The cities also strengthened their comprehensive plan housing elements through the 2016 updates. Since then, they have adopted new development regulations and zoning maps to allow a wider variety of housing types7; to increase residential densities in various zoning districts; to allow or intensify the use of accessory dwelling units; and to encourage residential infill and redevelopment in downtowns and commercial districts. Cities have also forged new partnerships with non-profit housing agencies to increase the supply of below-market-rate affordable housing.
Although COVID-related shortages of workers and building supplies have affected housing construction over the past couple of years, the results of these strengthened housing policies and initiatives are starting to come to fruition. Examples include several new apartment, condominium, and affordable housing projects under construction or recently completed in Sedro-Woolley, Burlington, and Anacortes. In Mount Vernon, construction has just started on a 70-unit supported housing project for homeless people that is a partnership between Skagit County, Catholic Housing Services and the City of Mount Vernon.8 The city anticipates several other multi-family, affordable housing projects to begin construction in the spring of 2022.
There is still much work to do. Those who oppose FCCs – and are concerned about the high cost and limited supply of housing in the county – should actively support and highlight positive housing trends occurring in our cities. We should encourage our elected city officials to be bold and creative in embracing proven forms of urban infill, redevelopment, and intensification that are affordable, visually appealing, and that enhance overall community life.9
Skagit County will continue to grow. The county and the cities should continue to pursue growth strategies to ensure that county residents have adequate and affordable housing options and that Skagit County retains its farm, forest and rural lands, and its distinct look and feel as compared to places like the Kent Valley, Lynnwood and Marysville.
- Skagit Partners has submitted at least four comprehensive plan amendment proposals to the county to authorize FCCs in general, or a specific 1200 acre FCC at Butler Hill, since 2009.
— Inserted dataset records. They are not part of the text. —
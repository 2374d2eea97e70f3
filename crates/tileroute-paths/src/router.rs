use std::collections::VecDeque;

use tileroute_core::{Area, Occupant, Tile};

use crate::config::RouteConfig;

/// Per-tile search record, valid only while `generation` matches the
/// router's current search.
#[derive(Clone)]
pub(crate) struct Node {
    pub(crate) parent: usize,
    pub(crate) dist: i32,
    pub(crate) generation: u32,
}

impl Default for Node {
    fn default() -> Self {
        Self {
            parent: NO_PARENT,
            dist: 0,
            generation: 0,
        }
    }
}

pub(crate) const NO_PARENT: usize = usize::MAX;

// ---------------------------------------------------------------------------
// Router
// ---------------------------------------------------------------------------

/// Central coordinator for route searches.
///
/// `Router` owns the scratch state of a search (visited marks, parent links,
/// distances, the BFS queue and the occupant buffer) sized to the search
/// window, so repeated queries incur no allocations after the first use.
/// Nothing survives from one search to the next: every search starts by
/// invalidating the previous one's records.
///
/// A `Router` serves one search at a time (`&mut self`); keep one per
/// worker.
pub struct Router {
    pub(crate) config: RouteConfig,
    /// Side of the square window, `2 * window_radius + 1`.
    pub(crate) side: usize,
    /// Window of the search in progress, centred on its source.
    pub(crate) window: Area,
    pub(crate) nodes: Vec<Node>,
    pub(crate) generation: u32,
    pub(crate) queue: VecDeque<usize>,
    pub(crate) occupants: Vec<Occupant>,
}

impl Default for Router {
    fn default() -> Self {
        Self::new()
    }
}

impl Router {
    /// A router using [`RouteConfig::default`].
    pub fn new() -> Self {
        Self::with_config(RouteConfig::default())
    }

    /// A router with custom search bounds.
    pub fn with_config(config: RouteConfig) -> Self {
        let radius = config.window_radius.max(0);
        let side = (2 * radius + 1) as usize;
        Self {
            config,
            side,
            window: Area::default(),
            nodes: vec![Node::default(); side * side],
            generation: 0,
            queue: VecDeque::with_capacity(side * 4),
            occupants: Vec::new(),
        }
    }

    /// The bounds this router searches with.
    #[inline]
    pub fn config(&self) -> &RouteConfig {
        &self.config
    }

    /// Start a new search centred on `source`, lazily invalidating every
    /// record of the previous one.
    pub(crate) fn begin(&mut self, source: Tile) {
        self.window = Area::centered(source, self.config.window_radius.max(0));
        self.generation = self.generation.wrapping_add(1);
        if self.generation == 0 {
            // Wrapped: stale records could alias the new generation.
            for n in self.nodes.iter_mut() {
                *n = Node::default();
            }
            self.generation = 1;
        }
        self.queue.clear();
    }

    // -----------------------------------------------------------------------
    // Coordinate helpers
    // -----------------------------------------------------------------------

    /// Convert a tile to a flat index. Returns `None` outside the window.
    #[inline]
    pub(crate) fn idx(&self, t: Tile) -> Option<usize> {
        if !self.window.contains(t) {
            return None;
        }
        let x = (t.x - self.window.min.x) as usize;
        let z = (t.z - self.window.min.z) as usize;
        Some(x * self.side + z)
    }

    /// Convert a flat index back to a tile.
    #[inline]
    pub(crate) fn tile(&self, idx: usize) -> Tile {
        let x = (idx / self.side) as i32 + self.window.min.x;
        let z = (idx % self.side) as i32 + self.window.min.z;
        Tile::new(x, z, self.window.min.height)
    }

    /// Whether `idx` was reached by the current search.
    #[inline]
    pub(crate) fn visited(&self, idx: usize) -> bool {
        self.nodes[idx].generation == self.generation
    }

    /// Distance from the current source, if the current search reached `t`.
    pub(crate) fn distance_at(&self, t: Tile) -> Option<i32> {
        let i = self.idx(t)?;
        if self.visited(i) {
            Some(self.nodes[i].dist)
        } else {
            None
        }
    }
}
//! Geometry primitives: [`Tile`], [`RouteCoordinates`] and [`Area`].
//!
//! `x` grows east, `z` grows north. Every tile also carries the height level
//! it sits on; tiles on different heights never touch.

use std::fmt;

use crate::direction::Direction;

// ---------------------------------------------------------------------------
// Tile
// ---------------------------------------------------------------------------

/// One grid cell: `(x, z)` on height level `height`.
#[derive(Copy, Clone, Debug, Default, PartialEq, Eq, Hash)]
#[cfg_attr(feature = "serde", derive(serde::Serialize, serde::Deserialize))]
pub struct Tile {
    pub x: i32,
    pub z: i32,
    pub height: i32,
}

impl Tile {
    /// Create a new tile.
    #[inline]
    pub const fn new(x: i32, z: i32, height: i32) -> Self {
        Self { x, z, height }
    }

    /// Return the tile shifted by `(dx, dz)` on the same height.
    #[inline]
    pub const fn shift(self, dx: i32, dz: i32) -> Self {
        Self {
            x: self.x + dx,
            z: self.z + dz,
            height: self.height,
        }
    }

    /// The neighbouring tile one step towards `dir`.
    #[inline]
    pub const fn step(self, dir: Direction) -> Self {
        self.shift(dir.dx(), dir.dz())
    }

    /// Per-axis offset `(other.x - self.x, other.z - self.z)`.
    #[inline]
    pub const fn delta_to(self, other: Tile) -> (i32, i32) {
        (other.x - self.x, other.z - self.z)
    }

    /// Chebyshev (L∞) distance on the plane, ignoring height.
    #[inline]
    pub fn chebyshev(self, other: Tile) -> i32 {
        (self.x - other.x).abs().max((self.z - other.z).abs())
    }

    /// Squared Euclidean distance on the plane, ignoring height.
    #[inline]
    pub fn distance_squared(self, other: Tile) -> i64 {
        let dx = i64::from(self.x - other.x);
        let dz = i64::from(self.z - other.z);
        dx * dx + dz * dz
    }
}

impl fmt::Display for Tile {
    fn fmt(&self, f: &mut fmt::Formatter<'_>) -> fmt::Result {
        write!(f, "({}, {}, {})", self.x, self.z, self.height)
    }
}

// ---------------------------------------------------------------------------
// RouteCoordinates
// ---------------------------------------------------------------------------

/// A waypoint handed to route consumers.
///
/// Kept separate from [`Tile`] so the router's internal representation can
/// change without touching movement code.
#[derive(Copy, Clone, Debug, Default, PartialEq, Eq, Hash)]
#[cfg_attr(feature = "serde", derive(serde::Serialize, serde::Deserialize))]
pub struct RouteCoordinates {
    pub x: i32,
    pub z: i32,
    pub height: i32,
}

impl RouteCoordinates {
    #[inline]
    pub const fn new(x: i32, z: i32, height: i32) -> Self {
        Self { x, z, height }
    }
}

impl From<Tile> for RouteCoordinates {
    #[inline]
    fn from(t: Tile) -> Self {
        Self::new(t.x, t.z, t.height)
    }
}

impl From<RouteCoordinates> for Tile {
    #[inline]
    fn from(c: RouteCoordinates) -> Self {
        Tile::new(c.x, c.z, c.height)
    }
}

impl fmt::Display for RouteCoordinates {
    fn fmt(&self, f: &mut fmt::Formatter<'_>) -> fmt::Result {
        write!(f, "({}, {}, {})", self.x, self.z, self.height)
    }
}

// ---------------------------------------------------------------------------
// Area
// ---------------------------------------------------------------------------

/// A rectangle of tiles on one height level, anchored at its south-west
/// corner. `width` runs along x, `length` along z.
///
/// An entity footprint is the square `Area::square(anchor, size)`.
#[derive(Copy, Clone, Debug, Default, PartialEq, Eq, Hash)]
#[cfg_attr(feature = "serde", derive(serde::Serialize, serde::Deserialize))]
pub struct Area {
    pub min: Tile,
    pub width: i32,
    pub length: i32,
}

impl Area {
    #[inline]
    pub const fn new(min: Tile, width: i32, length: i32) -> Self {
        Self { min, width, length }
    }

    /// Square footprint of side `size` anchored at `anchor`.
    #[inline]
    pub const fn square(anchor: Tile, size: i32) -> Self {
        Self::new(anchor, size, size)
    }

    /// The `(2 * radius + 1)²` window centred on `center`.
    #[inline]
    pub const fn centered(center: Tile, radius: i32) -> Self {
        Self::new(
            center.shift(-radius, -radius),
            2 * radius + 1,
            2 * radius + 1,
        )
    }

    /// Whether the area holds no tiles.
    #[inline]
    pub fn is_empty(self) -> bool {
        self.width <= 0 || self.length <= 0
    }

    /// Number of tiles in the area.
    #[inline]
    pub fn len(self) -> usize {
        if self.is_empty() {
            return 0;
        }
        (self.width as usize) * (self.length as usize)
    }

    /// Largest x still inside the area.
    #[inline]
    pub fn max_x(self) -> i32 {
        self.min.x + self.width - 1
    }

    /// Largest z still inside the area.
    #[inline]
    pub fn max_z(self) -> i32 {
        self.min.z + self.length - 1
    }

    /// Whether `t` lies inside the area (same height, inclusive bounds).
    #[inline]
    pub fn contains(self, t: Tile) -> bool {
        t.height == self.min.height
            && t.x >= self.min.x
            && t.x <= self.max_x()
            && t.z >= self.min.z
            && t.z <= self.max_z()
    }

    /// Whether the two areas share at least one tile.
    #[inline]
    pub fn overlaps(self, other: Area) -> bool {
        if self.is_empty() || other.is_empty() || self.min.height != other.min.height {
            return false;
        }
        self.min.x <= other.max_x()
            && other.min.x <= self.max_x()
            && self.min.z <= other.max_z()
            && other.min.z <= self.max_z()
    }

    /// Iterate the tiles in west-major order: x ascending, then z ascending
    /// within each column.
    #[inline]
    pub fn iter(self) -> AreaIter {
        AreaIter {
            area: self,
            cur: self.min,
        }
    }
}

impl IntoIterator for Area {
    type Item = Tile;
    type IntoIter = AreaIter;
    #[inline]
    fn into_iter(self) -> AreaIter {
        self.iter()
    }
}

impl fmt::Display for Area {
    fn fmt(&self, f: &mut fmt::Formatter<'_>) -> fmt::Result {
        write!(f, "[{} {}x{}]", self.min, self.width, self.length)
    }
}

// ---------------------------------------------------------------------------
// AreaIter
// ---------------------------------------------------------------------------

/// West-major iterator over the tiles of an [`Area`].
#[derive(Clone, Debug)]
pub struct AreaIter {
    area: Area,
    cur: Tile,
}

impl Iterator for AreaIter {
    type Item = Tile;

    #[inline]
    fn next(&mut self) -> Option<Tile> {
        if self.area.is_empty() || self.cur.x > self.area.max_x() {
            return None;
        }
        let t = self.cur;
        self.cur.z += 1;
        if self.cur.z > self.area.max_z() {
            self.cur.z = self.area.min.z;
            self.cur.x += 1;
        }
        Some(t)
    }

    #[inline]
    fn size_hint(&self) -> (usize, Option<usize>) {
        if self.area.is_empty() || self.cur.x > self.area.max_x() {
            return (0, Some(0));
        }
        let l = self.area.length as usize;
        let remaining_in_column = (self.area.max_z() - self.cur.z + 1) as usize;
        let remaining_columns = (self.area.max_x() - self.cur.x) as usize;
        let total = remaining_in_column + remaining_columns * l;
        (total, Some(total))
    }
}

impl ExactSizeIterator for AreaIter {}

#[cfg(test)]
mod tests {
    use super::*;

    #[test]
    fn tile_step_and_delta() {
        let t = Tile::new(3, 4, 1);
        assert_eq!(t.step(Direction::NorthEast), Tile::new(4, 5, 1));
        assert_eq!(t.step(Direction::West), Tile::new(2, 4, 1));
        assert_eq!(t.delta_to(Tile::new(1, 9, 1)), (-2, 5));
    }

    #[test]
    fn tile_distances() {
        let a = Tile::new(0, 0, 0);
        let b = Tile::new(3, -4, 0);
        assert_eq!(a.chebyshev(b), 4);
        assert_eq!(a.distance_squared(b), 25);
    }

    #[test]
    fn route_coordinates_convert() {
        let t = Tile::new(7, -2, 3);
        let c = RouteCoordinates::from(t);
        assert_eq!(c, RouteCoordinates::new(7, -2, 3));
        assert_eq!(Tile::from(c), t);
    }

    #[test]
    fn area_contains_respects_height() {
        let a = Area::square(Tile::new(2, 2, 0), 2);
        assert!(a.contains(Tile::new(2, 2, 0)));
        assert!(a.contains(Tile::new(3, 3, 0)));
        assert!(!a.contains(Tile::new(4, 3, 0)));
        assert!(!a.contains(Tile::new(1, 2, 0)));
        assert!(!a.contains(Tile::new(2, 2, 1)));
    }

    #[test]
    fn area_centered_window() {
        let w = Area::centered(Tile::new(10, 10, 0), 2);
        assert_eq!(w.len(), 25);
        assert_eq!(w.min, Tile::new(8, 8, 0));
        assert_eq!(w.max_x(), 12);
        assert_eq!(w.max_z(), 12);
    }

    #[test]
    fn area_overlaps() {
        let a = Area::square(Tile::new(0, 0, 0), 2);
        assert!(a.overlaps(Area::square(Tile::new(1, 1, 0), 2)));
        assert!(!a.overlaps(Area::square(Tile::new(2, 0, 0), 2)));
        assert!(!a.overlaps(Area::square(Tile::new(1, 1, 1), 2)));
    }

    #[test]
    fn area_iter_is_west_major() {
        let a = Area::new(Tile::new(0, 0, 0), 2, 3);
        let tiles: Vec<_> = a.iter().collect();
        assert_eq!(tiles.len(), 6);
        assert_eq!(a.iter().len(), 6);
        assert_eq!(tiles[0], Tile::new(0, 0, 0));
        assert_eq!(tiles[1], Tile::new(0, 1, 0));
        assert_eq!(tiles[2], Tile::new(0, 2, 0));
        assert_eq!(tiles[3], Tile::new(1, 0, 0));
        assert_eq!(tiles[5], Tile::new(1, 2, 0));
    }

    #[test]
    fn empty_area_iter() {
        let a = Area::new(Tile::new(0, 0, 0), 0, 4);
        assert!(a.is_empty());
        assert_eq!(a.len(), 0);
        assert_eq!(a.iter().count(), 0);
    }
}

#[cfg(all(test, feature = "serde"))]
mod serde_tests {
    use super::*;

    #[test]
    fn area_round_trip() {
        let a = Area::new(Tile::new(1, 2, 3), 4, 5);
        let json = serde_json::to_string(&a).unwrap();
        let back: Area = serde_json::from_str(&json).unwrap();
        assert_eq!(a, back);
    }
}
- Resolution #R20210084, Exhibit A
- 2002 Framework Agreement
- That includes the original parties of Anacortes, Burlington, La Conner, Mount Vernon and Sedro-Woolley, and the towns of Concrete, Hamilton and Lyman which have joined more recently.
- Skagit County Comprehensive Plan, p. 24. Bold emphasis added.
- A Resolution of the Town Council of the Town of La Conner Expressing Opposition to New Fully Contained-Communities, October 26, 2021.
- Skagit Valley Herald, October 30, 2021.
- That vision was articulated as far back as 2011 with the county’s release of the Envision Skagit Citizens Committee Final Report and Recommendations, particularly Goal Statement 4, Compact Communities and Conservation Development, and Goal Statement 7, Housing Affordability and Variety.